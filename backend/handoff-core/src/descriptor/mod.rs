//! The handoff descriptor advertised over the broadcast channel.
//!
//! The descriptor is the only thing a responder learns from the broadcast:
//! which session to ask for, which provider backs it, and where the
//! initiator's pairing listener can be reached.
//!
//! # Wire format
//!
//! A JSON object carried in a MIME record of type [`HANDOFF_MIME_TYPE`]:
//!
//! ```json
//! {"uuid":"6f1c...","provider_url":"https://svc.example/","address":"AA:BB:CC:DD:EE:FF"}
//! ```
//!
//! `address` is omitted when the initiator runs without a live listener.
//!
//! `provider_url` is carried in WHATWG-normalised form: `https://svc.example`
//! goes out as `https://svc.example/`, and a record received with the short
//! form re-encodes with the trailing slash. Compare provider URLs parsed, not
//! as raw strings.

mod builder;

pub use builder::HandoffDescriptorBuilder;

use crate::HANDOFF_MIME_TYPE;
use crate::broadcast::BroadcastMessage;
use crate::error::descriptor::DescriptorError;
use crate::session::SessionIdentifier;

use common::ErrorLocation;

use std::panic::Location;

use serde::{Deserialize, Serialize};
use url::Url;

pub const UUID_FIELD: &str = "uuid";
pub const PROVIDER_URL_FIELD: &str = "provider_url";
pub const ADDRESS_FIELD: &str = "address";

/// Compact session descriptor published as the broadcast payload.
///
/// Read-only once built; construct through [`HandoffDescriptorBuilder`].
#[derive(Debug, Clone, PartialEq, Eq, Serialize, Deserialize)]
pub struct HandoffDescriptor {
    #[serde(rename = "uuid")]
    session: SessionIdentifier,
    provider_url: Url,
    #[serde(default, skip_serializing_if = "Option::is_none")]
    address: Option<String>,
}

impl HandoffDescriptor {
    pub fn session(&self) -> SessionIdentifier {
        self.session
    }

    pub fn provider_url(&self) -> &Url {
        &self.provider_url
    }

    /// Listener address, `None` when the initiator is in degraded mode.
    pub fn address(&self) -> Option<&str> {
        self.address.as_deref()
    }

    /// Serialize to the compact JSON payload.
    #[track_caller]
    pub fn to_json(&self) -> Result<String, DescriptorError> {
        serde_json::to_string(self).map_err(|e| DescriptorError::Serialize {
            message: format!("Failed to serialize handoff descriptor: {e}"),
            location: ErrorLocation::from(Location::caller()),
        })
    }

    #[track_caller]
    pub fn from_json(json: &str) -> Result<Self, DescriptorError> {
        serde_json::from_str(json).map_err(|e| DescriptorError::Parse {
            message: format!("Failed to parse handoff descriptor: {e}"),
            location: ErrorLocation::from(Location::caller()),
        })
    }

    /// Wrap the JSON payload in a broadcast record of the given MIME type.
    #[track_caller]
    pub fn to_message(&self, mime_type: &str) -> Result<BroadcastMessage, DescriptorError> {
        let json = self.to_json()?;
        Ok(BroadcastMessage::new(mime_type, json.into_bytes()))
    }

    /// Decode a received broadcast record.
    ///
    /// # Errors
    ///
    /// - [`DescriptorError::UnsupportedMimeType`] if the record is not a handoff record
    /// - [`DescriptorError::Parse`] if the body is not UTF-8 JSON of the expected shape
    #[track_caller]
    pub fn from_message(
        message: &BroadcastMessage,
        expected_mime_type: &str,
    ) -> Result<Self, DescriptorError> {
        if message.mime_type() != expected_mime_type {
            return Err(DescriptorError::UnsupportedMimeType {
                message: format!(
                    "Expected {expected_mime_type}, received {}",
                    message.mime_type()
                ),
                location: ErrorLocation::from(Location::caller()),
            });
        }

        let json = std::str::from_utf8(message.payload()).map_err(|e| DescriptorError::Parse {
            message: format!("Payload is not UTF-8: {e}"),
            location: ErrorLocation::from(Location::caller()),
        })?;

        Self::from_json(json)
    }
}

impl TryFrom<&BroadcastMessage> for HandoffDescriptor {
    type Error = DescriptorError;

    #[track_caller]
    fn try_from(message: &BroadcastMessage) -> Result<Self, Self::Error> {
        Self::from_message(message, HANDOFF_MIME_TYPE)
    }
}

## Aim of the task
Print the material once more, exactly as it appears.

## Completed exercise
filename backend/handoff-core/src/descriptor/mod.rs
//! The handoff descriptor advertised over the broadcast channel.
//!
//! The descriptor is the only thing a responder learns from the broadcast:
//! which session to ask for, which provider backs it, and where the
//! initiator's pairing listener can be reached.
//!
//! # Wire format
//!
//! A JSON object carried in a MIME record of type [`HANDOFF_MIME_TYPE`]:
//!
//! ```json
//! {"uuid":"6f1c...","provider_url":"https://svc.example/","address":"AA:BB:CC:DD:EE:FF"}
//! ```
//!
//! `address` is omitted when the initiator runs without a live listener.
//!
//! `provider_url` is carried in WHATWG-normalised form: `https://svc.example`
//! goes out as `https://svc.example/`, and a record received with the short
//! form re-encodes with the trailing slash. Compare provider URLs parsed, not
//! as raw strings.

mod builder;

pub use builder::HandoffDescriptorBuilder;

use crate::HANDOFF_MIME_TYPE;
use crate::broadcast::BroadcastMessage;
use crate::error::descriptor::DescriptorError;
use crate::session::SessionIdentifier;

use common::ErrorLocation;

use std::panic::Location;

use serde::{Deserialize, Serialize};
use url::Url;

pub const UUID_FIELD: &str = "uuid";
pub const PROVIDER_URL_FIELD: &str = "provider_url";
pub const ADDRESS_FIELD: &str = "address";

/// Compact session descriptor published as the broadcast payload.
///
/// Read-only once built; construct through [`HandoffDescriptorBuilder`].
#[derive(Debug, Clone, PartialEq, Eq, Serialize, Deserialize)]
pub struct HandoffDescriptor {
    #[serde(rename = "uuid")]
    session: SessionIdentifier,
    provider_url: Url,
    #[serde(default, skip_serializing_if = "Option::is_none")]
    address: Option<String>,
}

impl HandoffDescriptor {
    pub fn session(&self) -> SessionIdentifier {
        self.session
    }

    pub fn provider_url(&self) -> &Url {
        &self.provider_url
    }

    /// Listener address, `None` when the initiator is in degraded mode.
    pub fn address(&self) -> Option<&str> {
        self.address.as_deref()
    }

    /// Serialize to the compact JSON payload.
    #[track_caller]
    pub fn to_json(&self) -> Result<String, DescriptorError> {
        serde_json::to_string(self).map_err(|e| DescriptorError::Serialize {
            message: format!("Failed to serialize handoff descriptor: {e}"),
            location: ErrorLocation::from(Location::caller()),
        })
    }

    #[track_caller]
    pub fn from_json(json: &str) -> Result<Self, DescriptorError> {
        serde_json::from_str(json).map_err(|e| DescriptorError::Parse {
            message: format!("Failed to parse handoff descriptor: {e}"),
            location: ErrorLocation::from(Location::caller()),
        })
    }

    /// Wrap the JSON payload in a broadcast record of the given MIME type.
    #[track_caller]
    pub fn to_message(&self, mime_type: &str) -> Result<BroadcastMessage, DescriptorError> {
        let json = self.to_json()?;
        Ok(BroadcastMessage::new(mime_type, json.into_bytes()))
    }

    /// Decode a received broadcast record.
    ///
    /// # Errors
    ///
    /// - [`DescriptorError::UnsupportedMimeType`] if the record is not a handoff record
    /// - [`DescriptorError::Parse`] if the body is not UTF-8 JSON of the expected shape
    #[track_caller]
    pub fn from_message(
        message: &BroadcastMessage,
        expected_mime_type: &str,
    ) -> Result<Self, DescriptorError> {
        if message.mime_type() != expected_mime_type {
            return Err(DescriptorError::UnsupportedMimeType {
                message: format!(
                    "Expected {expected_mime_type}, received {}",
                    message.mime_type()
                ),
                location: ErrorLocation::from(Location::caller()),
            });
        }

        let json = std::str::from_utf8(message.payload()).map_err(|e| DescriptorError::Parse {
            message: format!("Payload is not UTF-8: {e}"),
            location: ErrorLocation::from(Location::caller()),
        })?;

        Self::from_json(json)
    }
}

impl TryFrom<&BroadcastMessage> for HandoffDescriptor {
    type Error = DescriptorError;

    #[track_caller]
    fn try_from(message: &BroadcastMessage) -> Result<Self, Self::Error> {
        Self::from_message(message, HANDOFF_MIME_TYPE)
    }
}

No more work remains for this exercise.